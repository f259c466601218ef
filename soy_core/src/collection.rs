use std::hash::Hash;

use derive_more::Deref;
use derive_more::DerefMut;
use indexmap::IndexSet;

/// The result of navigating an [`ElementPath`](crate::ElementPath): nodes
/// in the order they were first reached, each at most once.
#[derive(Debug, Clone, PartialEq, Eq, Deref, DerefMut)]
pub struct NodeCollection<N: Hash + Eq>(IndexSet<N>);

impl<N: Hash + Eq> Default for NodeCollection<N> {
	fn default() -> Self {
		Self(IndexSet::new())
	}
}

impl<N: Hash + Eq + Clone> NodeCollection<N> {
	pub fn new() -> Self {
		Self::default()
	}

	pub fn singleton(node: N) -> Self {
		std::iter::once(node).collect()
	}

	/// The only node, or `None` when there are zero or several.
	pub fn one_or_null(&self) -> Option<&N> {
		if self.0.len() == 1 { self.0.first() } else { None }
	}

	/// Keep the nodes that pass `test`, preserving order.
	#[must_use]
	pub fn filtered(&self, mut test: impl FnMut(&N) -> bool) -> Self {
		self.0.iter().filter(|node| test(node)).cloned().collect()
	}

	/// Nodes of `self` that are not in `other`, preserving order.
	#[must_use]
	pub fn without(&self, other: &Self) -> Self {
		self.filtered(|node| !other.contains(node))
	}

	pub fn to_vec(&self) -> Vec<N> {
		self.0.iter().cloned().collect()
	}
}

impl<N: Hash + Eq> FromIterator<N> for NodeCollection<N> {
	fn from_iter<I: IntoIterator<Item = N>>(iter: I) -> Self {
		Self(iter.into_iter().collect())
	}
}

impl<N: Hash + Eq> Extend<N> for NodeCollection<N> {
	fn extend<I: IntoIterator<Item = N>>(&mut self, iter: I) {
		self.0.extend(iter);
	}
}

impl<N: Hash + Eq> IntoIterator for NodeCollection<N> {
	type IntoIter = indexmap::set::IntoIter<N>;
	type Item = N;

	fn into_iter(self) -> Self::IntoIter {
		self.0.into_iter()
	}
}

impl<'c, N: Hash + Eq> IntoIterator for &'c NodeCollection<N> {
	type IntoIter = indexmap::set::Iter<'c, N>;
	type Item = &'c N;

	fn into_iter(self) -> Self::IntoIter {
		self.0.iter()
	}
}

==============================

- **Required action**
Repeat every line of the data precisely.

- **Your response**
repository f259c466601218ef
filename soy_core/src/collection.rs
use std::hash::Hash;

use derive_more::Deref;
use derive_more::DerefMut;
use indexmap::IndexSet;

/// The result of navigating an [`ElementPath`](crate::ElementPath): nodes
/// in the order they were first reached, each at most once.
#[derive(Debug, Clone, PartialEq, Eq, Deref, DerefMut)]
pub struct NodeCollection<N: Hash + Eq>(IndexSet<N>);

impl<N: Hash + Eq> Default for NodeCollection<N> {
	fn default() -> Self {
		Self(IndexSet::new())
	}
}

impl<N: Hash + Eq + Clone> NodeCollection<N> {
	pub fn new() -> Self {
		Self::default()
	}

	pub fn singleton(node: N) -> Self {
		std::iter::once(node).collect()
	}

	/// The only node, or `None` when there are zero or several.
	pub fn one_or_null(&self) -> Option<&N> {
		if self.0.len() == 1 { self.0.first() } else { None }
	}

	/// Keep the nodes that pass `test`, preserving order.
	#[must_use]
	pub fn filtered(&self, mut test: impl FnMut(&N) -> bool) -> Self {
		self.0.iter().filter(|node| test(node)).cloned().collect()
	}

	/// Nodes of `self` that are not in `other`, preserving order.
	#[must_use]
	pub fn without(&self, other: &Self) -> Self {
		self.filtered(|node| !other.contains(node))
	}

	pub fn to_vec(&self) -> Vec<N> {
		self.0.iter().cloned().collect()
	}
}

impl<N: Hash + Eq> FromIterator<N> for NodeCollection<N> {
	fn from_iter<I: IntoIterator<Item = N>>(iter: I) -> Self {
		Self(iter.into_iter().collect())
	}
}

impl<N: Hash + Eq> Extend<N> for NodeCollection<N> {
	fn extend<I: IntoIterator<Item = N>>(&mut self, iter: I) {
		self.0.extend(iter);
	}
}

impl<N: Hash + Eq> IntoIterator for NodeCollection<N> {
	type IntoIter = indexmap::set::IntoIter<N>;
	type Item = N;

	fn into_iter(self) -> Self::IntoIter {
		self.0.into_iter()
	}
}

impl<'c, N: Hash + Eq> IntoIterator for &'c NodeCollection<N> {
	type IntoIter = indexmap::set::Iter<'c, N>;
	type Item = &'c N;

	fn into_iter(self) -> Self::IntoIter {
		self.0.iter()
	}
}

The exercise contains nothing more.